Diario Sur

Más de 20.000 universitarios han pedido beca, pero a casi la mitad se les denegará

  • Muchos estudiantes prefieren solicitar la ayuda aun sin cumplir los requisitos para retrasar el pago de la matrícula

Más de 20.000 universitarios malagueños (en concreto, 20.535) han solicitado la beca del Ministerio de Educación para estudiar un grado o un máster en la Universidad de Málaga durante este curso académico. Pero a casi la mitad de estos alumnos la respuesta del ministerio será negativa porque no cumplen los requisitos económicos o académicos. Y es que, aun siendo conscientes de que la renta familiar supera los límites fijados, o que su nota no alcanza el mínimo establecido en los requisitos, muchos alumnos prefieren realizar este trámite (desde hace unos años la beca se solicita por internet) para así retrasar durante unos meses el pago de las tasas académicas. El curso pasado, por ejemplo, solicitaron beca 20.701 estudiantes, aunque fue concedida a poco menos de 13.000.

Las resoluciones del ministerio no llegarán como pronto hasta finales de diciembre, aunque el trámite del MEC se puede prolongar hasta primavera, en función del ritmo de cada unidad de becas de las diferentes universidades. Las solicitudes de los alumnos pasan un doble filtro: el de notas, que se realiza en la propia unidad de becas de la UMA, y que supone la propuesta de concesión, y la comprobación de los datos económicos de las que pasaron el filtro de notas, que realiza el ministerio cruzando los datos aportados por el alumno con los que tiene la Agencia Tributaria. El curso pasado, casi cinco mil solicitudes no pasaron el filtro de la unidad de becas de la UMA, es decir, los alumnos no cumplían el requisito de nota para solicitar la beca.

A este respecto, el vicerrector de Estudiantes, José Francisco Murillo, indica que «es un derecho de los alumnos» solicitar la beca, y un problema distinto es «los recursos humanos de los que disponemos para tramitar todas esas solicitudes».

Una necesidad

Andrea González, una joven de Nerja que estudia tercero de Periodismo, necesita la beca para poder estudiar.
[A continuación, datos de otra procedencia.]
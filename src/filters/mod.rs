pub(crate) mod contents;
pub(crate) mod contents_input;
pub(crate) mod input;
pub(crate) mod matrix;
pub(crate) mod texture_input;
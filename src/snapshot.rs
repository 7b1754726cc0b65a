use crate::{
    foundation::core::{Affine, Point, Rect},
    foundation::geometry::{rect_corners, transform_bounds},
    renderer::sampler::SamplerDescriptor,
    renderer::texture::TextureHandle,
};

#[derive(Clone, Debug)]
/// A texture plus the transform and sampler it should be drawn with.
///
/// Only [`Snapshot::new`] builds one, so the texture always has finite, non-empty bounds under
/// an invertible transform.
pub struct Snapshot {
    texture: TextureHandle,
    transform: Affine,
    sampler_descriptor: SamplerDescriptor,
    opacity: f32,
}

impl Snapshot {
    /// Build a snapshot with the default sampler, or `None` when the texture has no coverage
    /// under `transform`.
    pub fn new(texture: TextureHandle, transform: Affine) -> Option<Self> {
        transform_bounds(texture.size().to_rect(), transform)?;
        Some(Self {
            texture,
            transform,
            sampler_descriptor: SamplerDescriptor::default(),
            opacity: 1.0,
        })
    }

    pub fn with_sampler(mut self, sampler_descriptor: SamplerDescriptor) -> Self {
        self.sampler_descriptor = sampler_descriptor;
        self
    }

    /// Clamped to `[0, 1]`.
    pub fn with_opacity(mut self, opacity: f32) -> Self {
        self.opacity = opacity.clamp(0.0, 1.0);
        self
    }

    pub fn texture(&self) -> &TextureHandle {
        &self.texture
    }

    /// Maps texture pixel space into entity space.
    pub fn transform(&self) -> Affine {
        self.transform
    }

    pub fn sampler_descriptor(&self) -> &SamplerDescriptor {
        &self.sampler_descriptor
    }

    pub fn opacity(&self) -> f32 {
        self.opacity
    }

    /// Bounds of the texture in entity space.
    pub fn coverage(&self) -> Option<Rect> {
        transform_bounds(self.texture.size().to_rect(), self.transform)
    }

    /// Maps entity-space points to normalized texture coordinates.
    pub fn uv_transform(&self) -> Option<Affine> {
        let size = self.texture.size();
        if size.is_empty() {
            return None;
        }
        let to_unit = Affine::scale_non_uniform(
            1.0 / f64::from(size.width),
            1.0 / f64::from(size.height),
        );
        Some(to_unit * self.transform.inverse())
    }

    /// `coverage` corners in UV space: top-left, top-right, bottom-left, bottom-right.
    pub fn coverage_uvs(&self, coverage: Rect) -> Option<[Point; 4]> {
        let uv = self.uv_transform()?;
        Some(rect_corners(coverage).map(|p| uv * p))
    }
}

#[cfg(test)]
#[path = "../tests/unit/snapshot.rs"]
mod tests;
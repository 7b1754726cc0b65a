pub(crate) mod core;
pub(crate) mod error;
pub(crate) mod geometry;
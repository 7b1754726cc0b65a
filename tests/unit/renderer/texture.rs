use super::*;

#[test]
fn descriptor_rejects_empty_and_oversized_mip_chains() {
    assert!(TextureDescriptor::new(TextureSize::new(0, 4)).validate().is_err());
    let desc = TextureDescriptor::new(TextureSize::new(8, 4));
    assert!(desc.validate().is_ok());
    assert!(desc.with_mip_count(4).validate().is_ok());
    assert!(desc.with_mip_count(5).validate().is_err());
    assert!(desc.with_mip_count(0).validate().is_err());
}

#[test]
fn new_allocates_every_declared_level() {
    let desc = TextureDescriptor::new(TextureSize::new(8, 4)).with_mip_count(3);
    let tex = CpuTexture::new(desc).unwrap();
    assert!(tex.is_valid());
    assert_eq!(tex.mip_count(), 3);
    assert_eq!(tex.level(2).map(|l| l.dimensions()), Some((2, 1)));
    assert!(tex.level(3).is_none());
}

#[test]
fn generate_mipmaps_builds_full_chain() {
    let mut tex = CpuTexture::from_image(RgbaImage::from_pixel(
        100,
        50,
        image::Rgba([255, 0, 0, 255]),
    ))
    .unwrap();
    assert_eq!(tex.mip_count(), 1);
    tex.generate_mipmaps().unwrap();
    assert_eq!(tex.mip_count(), 7);
    assert!(tex.is_valid());
    assert_eq!(tex.level(6).map(|l| l.dimensions()), Some((1, 1)));
}

#[test]
fn from_image_rejects_empty_pixels() {
    assert!(CpuTexture::from_image(RgbaImage::new(0, 0)).is_err());
}

#[test]
fn labels_are_optional() {
    let tex = CpuTexture::from_image(RgbaImage::new(1, 1)).unwrap();
    assert_eq!(tex.label(), None);
    let tex = tex.with_label("atlas");
    assert_eq!(tex.label(), Some("atlas"));
}
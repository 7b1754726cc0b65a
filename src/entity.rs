use crate::foundation::core::Affine;

#[derive(Clone, Copy, Debug, Default, PartialEq, Eq, serde::Serialize, serde::Deserialize)]
/// Blend mode used when the entity's output is composited.
pub enum BlendMode {
    /// Standard “source over destination” (premultiplied alpha).
    #[default]
    SourceOver,
    /// Replace the destination.
    Source,
}

#[derive(Clone, Copy, Debug, PartialEq)]
/// Caller-owned drawing context.
///
/// Filter inputs only read [`Entity::transform`]; the remaining fields belong to whoever draws
/// the result.
pub struct Entity {
    /// Accumulated transform from the entity's local space to its parent space.
    pub transform: Affine,
    /// Stencil depth of the enclosing clip stack.
    pub clip_depth: u32,
    /// Blend mode for compositing.
    pub blend_mode: BlendMode,
}

impl Default for Entity {
    fn default() -> Self {
        Self {
            transform: Affine::IDENTITY,
            clip_depth: 0,
            blend_mode: BlendMode::SourceOver,
        }
    }
}

impl Entity {
    /// Entity with the given accumulated transform and default state.
    pub fn new(transform: Affine) -> Self {
        Self {
            transform,
            ..Self::default()
        }
    }

    pub fn with_transform(mut self, transform: Affine) -> Self {
        self.transform = transform;
        self
    }
}
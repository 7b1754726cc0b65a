use std::sync::Arc;

use crate::{
    entity::Entity,
    filters::contents::FilterContents,
    filters::contents_input::ContentsFilterInput,
    filters::texture_input::TextureFilterInput,
    foundation::core::{Affine, Rect},
    foundation::error::FilterResult,
    renderer::context::RenderContext,
    renderer::texture::TextureHandle,
    snapshot::Snapshot,
};

#[derive(Clone, Debug)]
/// The producer behind a filter input.
pub enum Input {
    /// Graph leaf: a backing texture.
    Texture(TextureHandle),
    /// Interior node: the output of another filter.
    FilterContents(Arc<dyn FilterContents>),
}

impl Input {
    pub fn is_leaf(&self) -> bool {
        matches!(self, Input::Texture(_))
    }
}

/// Query surface every filter-graph node exposes to the evaluating engine.
///
/// All queries are pure: repeated calls with the same entity return identical results and leave
/// the node unchanged. `coverage` must agree with the transform `snapshot` produces.
pub trait FilterInputNode {
    /// The underlying producer. Engines recurse on [`Input::FilterContents`].
    fn input(&self) -> Input;

    /// Renderable output in entity space, or `None` when the node contributes nothing.
    fn snapshot(&self, ctx: &dyn RenderContext, entity: &Entity) -> Option<Snapshot>;

    /// Bounds of the node's output in entity space. Never touches the backend.
    fn coverage(&self, entity: &Entity) -> Option<Rect>;

    /// The node's own placement, applied before the entity transform.
    fn local_transform(&self, entity: &Entity) -> Affine;

    fn transform(&self, entity: &Entity) -> Affine {
        entity.transform * self.local_transform(entity)
    }
}

#[derive(Clone, Debug)]
/// A filter-graph node: one of the known input kinds.
pub enum FilterInput {
    Texture(TextureFilterInput),
    Contents(ContentsFilterInput),
}

impl FilterInput {
    /// Wrap `input` with an identity local transform.
    pub fn make(input: Input) -> FilterResult<Self> {
        Ok(match input {
            Input::Texture(texture) => TextureFilterInput::new(texture, Affine::IDENTITY)?.into(),
            Input::FilterContents(contents) => ContentsFilterInput::new(contents).into(),
        })
    }

    pub fn make_vec(inputs: impl IntoIterator<Item = Input>) -> FilterResult<Vec<Self>> {
        inputs.into_iter().map(Self::make).collect()
    }
}

impl From<TextureFilterInput> for FilterInput {
    fn from(value: TextureFilterInput) -> Self {
        FilterInput::Texture(value)
    }
}

impl From<ContentsFilterInput> for FilterInput {
    fn from(value: ContentsFilterInput) -> Self {
        FilterInput::Contents(value)
    }
}

impl FilterInputNode for FilterInput {
    fn input(&self) -> Input {
        match self {
            FilterInput::Texture(i) => i.input(),
            FilterInput::Contents(i) => i.input(),
        }
    }

    fn snapshot(&self, ctx: &dyn RenderContext, entity: &Entity) -> Option<Snapshot> {
        match self {
            FilterInput::Texture(i) => i.snapshot(ctx, entity),
            FilterInput::Contents(i) => i.snapshot(ctx, entity),
        }
    }

    fn coverage(&self, entity: &Entity) -> Option<Rect> {
        match self {
            FilterInput::Texture(i) => i.coverage(entity),
            FilterInput::Contents(i) => i.coverage(entity),
        }
    }

    fn local_transform(&self, entity: &Entity) -> Affine {
        match self {
            FilterInput::Texture(i) => i.local_transform(entity),
            FilterInput::Contents(i) => i.local_transform(entity),
        }
    }

    fn transform(&self, entity: &Entity) -> Affine {
        match self {
            FilterInput::Texture(i) => i.transform(entity),
            FilterInput::Contents(i) => i.transform(entity),
        }
    }
}

#[cfg(test)]
#[path = "../../tests/unit/filters/input.rs"]
mod tests;
use super::*;
use crate::{
    filters::matrix::LocalMatrixFilterContents,
    foundation::core::{TextureSize, Vec2},
    renderer::context::{CpuContext, CpuContextOpts},
    renderer::texture::{CpuTexture, TextureDescriptor},
};

fn texture(w: u32, h: u32) -> TextureHandle {
    CpuTexture::new(TextureDescriptor::new(TextureSize::new(w, h)))
        .unwrap()
        .into_handle()
}

#[test]
fn make_picks_variant_from_input_tag() {
    let leaf = FilterInput::make(Input::Texture(texture(4, 4))).unwrap();
    assert!(matches!(leaf, FilterInput::Texture(_)));
    assert!(leaf.input().is_leaf());

    let contents: Arc<dyn FilterContents> = Arc::new(LocalMatrixFilterContents::new(
        leaf.clone(),
        Affine::scale(2.0),
    ));
    let node = FilterInput::make(Input::FilterContents(contents)).unwrap();
    assert!(matches!(node, FilterInput::Contents(_)));
    assert!(!node.input().is_leaf());
}

#[test]
fn make_vec_preserves_order() {
    let inputs = FilterInput::make_vec([
        Input::Texture(texture(4, 4)),
        Input::Texture(texture(8, 2)),
    ])
    .unwrap();
    let entity = Entity::default();
    assert_eq!(inputs.len(), 2);
    assert_eq!(
        inputs[1].coverage(&entity),
        Some(Rect::new(0.0, 0.0, 8.0, 2.0))
    );
}

#[test]
fn enum_dispatch_matches_variant() {
    let leaf =
        TextureFilterInput::new(texture(10, 20), Affine::translate(Vec2::new(1.0, 1.0))).unwrap();
    let node = FilterInput::from(leaf.clone());
    let entity = Entity::new(Affine::rotate(0.3));
    let ctx = CpuContext::new(CpuContextOpts::default()).unwrap();

    assert_eq!(node.coverage(&entity), leaf.coverage(&entity));
    assert_eq!(node.local_transform(&entity), leaf.local_transform(&entity));
    assert_eq!(node.transform(&entity), leaf.transform(&entity));
    assert_eq!(
        node.snapshot(&ctx, &entity).map(|s| s.transform()),
        leaf.snapshot(&ctx, &entity).map(|s| s.transform())
    );
}

#[test]
fn transform_applies_local_before_entity() {
    let local = Affine::translate(Vec2::new(10.0, 0.0));
    let node = FilterInput::from(TextureFilterInput::new(texture(1, 1), local).unwrap());
    let entity = Entity::new(Affine::scale(2.0));
    assert_eq!(node.transform(&entity) * crate::Point::ORIGIN, crate::Point::new(20.0, 0.0));
}
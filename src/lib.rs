//! Filter-graph inputs for Wavyte.
//!
//! A filter graph is a directed graph of image effects. Its nodes are [`FilterInput`]s:
//!
//! - [`TextureFilterInput`]: a leaf wrapping one backing texture
//! - [`ContentsFilterInput`]: an interior node wrapping another effect ([`FilterContents`])
//!
//! Every node answers the same four queries through [`FilterInputNode`]: its underlying
//! [`Input`], a [`Snapshot`] (texture + transform + sampler) in entity space, the
//! [`coverage`](FilterInputNode::coverage) rectangle it occupies, and its local transform.
//!
//! Geometry comes from `kurbo`. Empty results are `None`; construction-time precondition
//! failures are [`FilterError`]s.
#![forbid(unsafe_code)]

mod entity;
mod filters;
mod foundation;
mod renderer;
mod snapshot;

pub use entity::{BlendMode, Entity};
pub use filters::contents::FilterContents;
pub use filters::contents_input::ContentsFilterInput;
pub use filters::input::{FilterInput, FilterInputNode, Input};
pub use filters::matrix::{LocalMatrixFilterContents, MatrixFilterContents};
pub use filters::texture_input::TextureFilterInput;
pub use foundation::core::{Affine, Point, Rect, TextureSize, Vec2};
pub use foundation::error::{FilterError, FilterResult};
pub use foundation::geometry::{is_invertible, rect_corners, transform_bounds, union_coverage};
pub use renderer::context::{Capabilities, CpuContext, CpuContextOpts, RenderContext};
pub use renderer::sampler::{MinMagFilter, MipFilter, SamplerDescriptor};
pub use renderer::texture::{CpuTexture, PixelFormat, Texture, TextureDescriptor, TextureHandle};
pub use snapshot::Snapshot;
Tiene una hermana que estudia Bachillerato y en su casa solo hay un ingreso. «Este curso los libros de Bachillerato han costado casi 300 euros, son todos nuevos y no se han podido aprovechar los de cursos anteriores», explica. En primero le dieron la beca de matrícula y la cuantía fija ligada a la renta (1.500 euros) así como la parte variable, pero no le dieron la de residencia, que son otros 1.500 euros para estudiantes desplazados. Ya en segundo sí la tuvo completa. Y este curso también cuenta con tener toda la beca, porque tiene nota suficiente. Vive en un piso de alquiler con otras compañeras y tienen que ingeniárselas para llegar a fin de mes.

José Antonio Luque es de Las Cabezas de San Juan (Sevilla) y estudia cuarto de Psicología. Todos los años ha tenido beca, y para este curso también la ha solicitado. Aún no tiene noticias, pero sí tiene nota suficiente. Con sus padres jubilados ve «bastante complicado» poder estudiar sin esta ayuda, que en otros años ha sido de 3.600 euros, además de la matrícula. Silvia García, también de cuarto de Psicología, es malagueña, por lo que no tiene, como sucede con los estudiantes de fuera, el coste que supone el alojamiento. Pero en su caso es «una ayuda muy necesaria, viene muy bien este dinero, necesario para la familia y para poder estudiar». En su caso, la beca ha oscilado entre 2.500 y 3.000 euros, según el curso. Silvia lo ha aprobado todo, para así asegurarse poder contar con la beca.

Miguel González, de Villanueva del Arzobispo, estudia segundo de ADE. Aunque podría estar en Jaén, comenta que en un viaje de estudios conoció Málaga «y me enamoré de la ciudad, desde entonces sabía que quería estudiar aquí». El año pasado tuvo 2.200 euros de beca. Paga 200 euros al mes en un piso compartido. Cocina en casa y sale poco, y aún así «mis padres me tienen que ayudar. Sin beca, desde luego, no podría estudiar». Se esfuerza por sacar las mejores notas, ya que la parte variable de la beca depende del resultado académico. Y como estudiante de Económicas sabe que «hay que administrarse muy bien para llegar a fin de mes».